I enjoy labels that have lots of good but not necessarily famous performers on them - I think its much more interesting to find artists that you haven't necessarily heard of who still perform just as well as the very biggest names on the circuit.


----------



## Handel

Forgot to say Virgin Classics have nice quality reissues at fair prices


----------



## Mark Harwood

Naxos serves the classical guitar listener well. You can build a collection of discs by first-rate present-day performers for about £5 a time; the sound has natural reverberation, as they record in a church; the liner notes are adequate; and many composers and styles are represented. I have all of the Guitar Laureate series, and many others besides, and they have not let me down yet. Highly recommended.


----------



## avrile

Mark Harwood said:


> Naxos serves the classical guitar listener well. You can build a collection of discs by first-rate present-day performers for about £5 a time; the sound has natural reverberation, as they record in a church; the liner notes are adequate; and many composers and styles are represented. I have all of the Guitar Laureate series, and many others besides, and they have not let me down yet. Highly recommended.
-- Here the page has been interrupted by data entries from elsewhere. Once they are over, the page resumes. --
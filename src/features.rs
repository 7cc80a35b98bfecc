//! Feature-gated implementations for optional external crates.

#![allow(unused_imports)]

#[cfg(feature = "indexmap")]
use indexmap::{IndexMap, IndexSet};

use bytes::{Buf, BufMut, Bytes, BytesMut};

use crate::core::{get_length, put_length};
use crate::{Decoder, Encoder, Result};

// --- IndexSet ---
/// Sequence layout in insertion order, so re-encoding an unchanged set is
/// byte-stable.
#[cfg(feature = "indexmap")]
impl<T: Encoder> Encoder for IndexSet<T> {
    fn encode(&self, writer: &mut BytesMut) {
        put_length(writer, self.len());
        for v in self {
            v.encode(writer);
        }
    }
}
#[cfg(feature = "indexmap")]
impl<T: Decoder + Eq + std::hash::Hash> Decoder for IndexSet<T> {
    fn decode(reader: &mut Bytes) -> Result<Self> {
        let len = get_length(reader)?;
        let mut set = IndexSet::with_capacity(len.min(reader.remaining()));
        for _ in 0..len {
            set.insert(T::decode(reader)?);
        }
        Ok(set)
    }
}

// --- IndexMap ---
/// Mapping layout in insertion order; the insertion-ordered answer to
/// `HashMap`'s unstable pair order.
#[cfg(feature = "indexmap")]
impl<K: Encoder, V: Encoder> Encoder for IndexMap<K, V> {
    fn encode(&self, writer: &mut BytesMut) {
        put_length(writer, self.len());
        for (k, v) in self {
            k.encode(writer);
            v.encode(writer);
        }
    }
}
#[cfg(feature = "indexmap")]
impl<K: Decoder + Eq + std::hash::Hash, V: Decoder> Decoder for IndexMap<K, V> {
    fn decode(reader: &mut Bytes) -> Result<Self> {
        let len = get_length(reader)?;
        let mut map = IndexMap::with_capacity(len.min(reader.remaining()));
        for _ in 0..len {
            let k = K::decode(reader)?;
            let v = V::decode(reader)?;
            map.insert(k, v);
        }
        Ok(map)
    }
}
Thanks for this Mark! Naxos really has a comprehensive catalogue of classical music. Way comprehensive that even the most unknown composers are featured, i.e., contemporaries of Mozart. Also, who could ever resist their historical recordings? I have this favorite recording - Historical pianists - featuring famous pianists of the 20th century. This is highly recommended!


----------



## Morigan

Just a question avrile : do you WORK for Naxos?


----------



## Handel

Morigan said:


> Just a question avrile : do you WORK for Naxos?


----------



## Badinerie

I think Naxos is a great label. I have seventeen Naxos CD's all great recordings. I have picked up quite a few from Amazon sellers for a couple of pounds each. Great Value. 
My Classical music collection is comprised of many different labels. Decca DG and EMI are strongly represented though. Hard to choose between any of them, but if pushed it would probebly be DG as most of my favorite recordings of all time are on DG....or Decca...no wait!


----------



## World Violist

DG for Mahler, BIS for Sibelius... EMI France for Ravel... SFS Media because it's just cool...

Overall, though??? RCA Victor.

Kidding! EMI. Period. (hey, that makes an ellipsis!) They have Jackie du Pre, John Barbirolli, Itzhak Perlman, Yehudi Menuhin... let's face it. They have old school. I like old school. 'Nuff said.


----------



## Mark Harwood

To build a good collection on a tight budget, look at Brilliant Classics. We have a few of their titles. They do box sets. Just this week we've got John Dowland's complete music for solo lute, played by Jakob Lindberg, and Handel's complete concerti grossi, played by the Academy of St. Martin-In-The-Fields. You don't get an impressive booklet, just top-class music in nice card covers. There's a complete Mozart on 170 CDs, a 155-disc edition of J.S. Bach, 40-disc Masterworks sets by major Classical composers, and so on. The prices are surprisingly low.
I especially recommend the Boccherini string quartets, played by La Magnifica Communita. They are twin-disc titles, three quintets per disc, and so far volumes I to V have been released.


----------



## Rondo

For the usuals, I have always found DG to have the more definitive recordings--at least slightly more than others. For soundtracks, however, Sony takes the cake. For classical music other than soundtracks, Sony is pretty good (i.e. the "Great Performances" anthology), however, they are really bad to produce a lot of the "Feel Good," "Thunderous," "Most Noisy," or "Most [insert your own adjective]" mixed grab-bag albums, as well.


----------



## Rondo

DG does _only_ classical music, which I think certainly contributes to why many people are mentioning it.


----------



## World Violist

Rondo said:


> DG does _only_ classical music, which I think certainly contributes to why many people are mentioning it.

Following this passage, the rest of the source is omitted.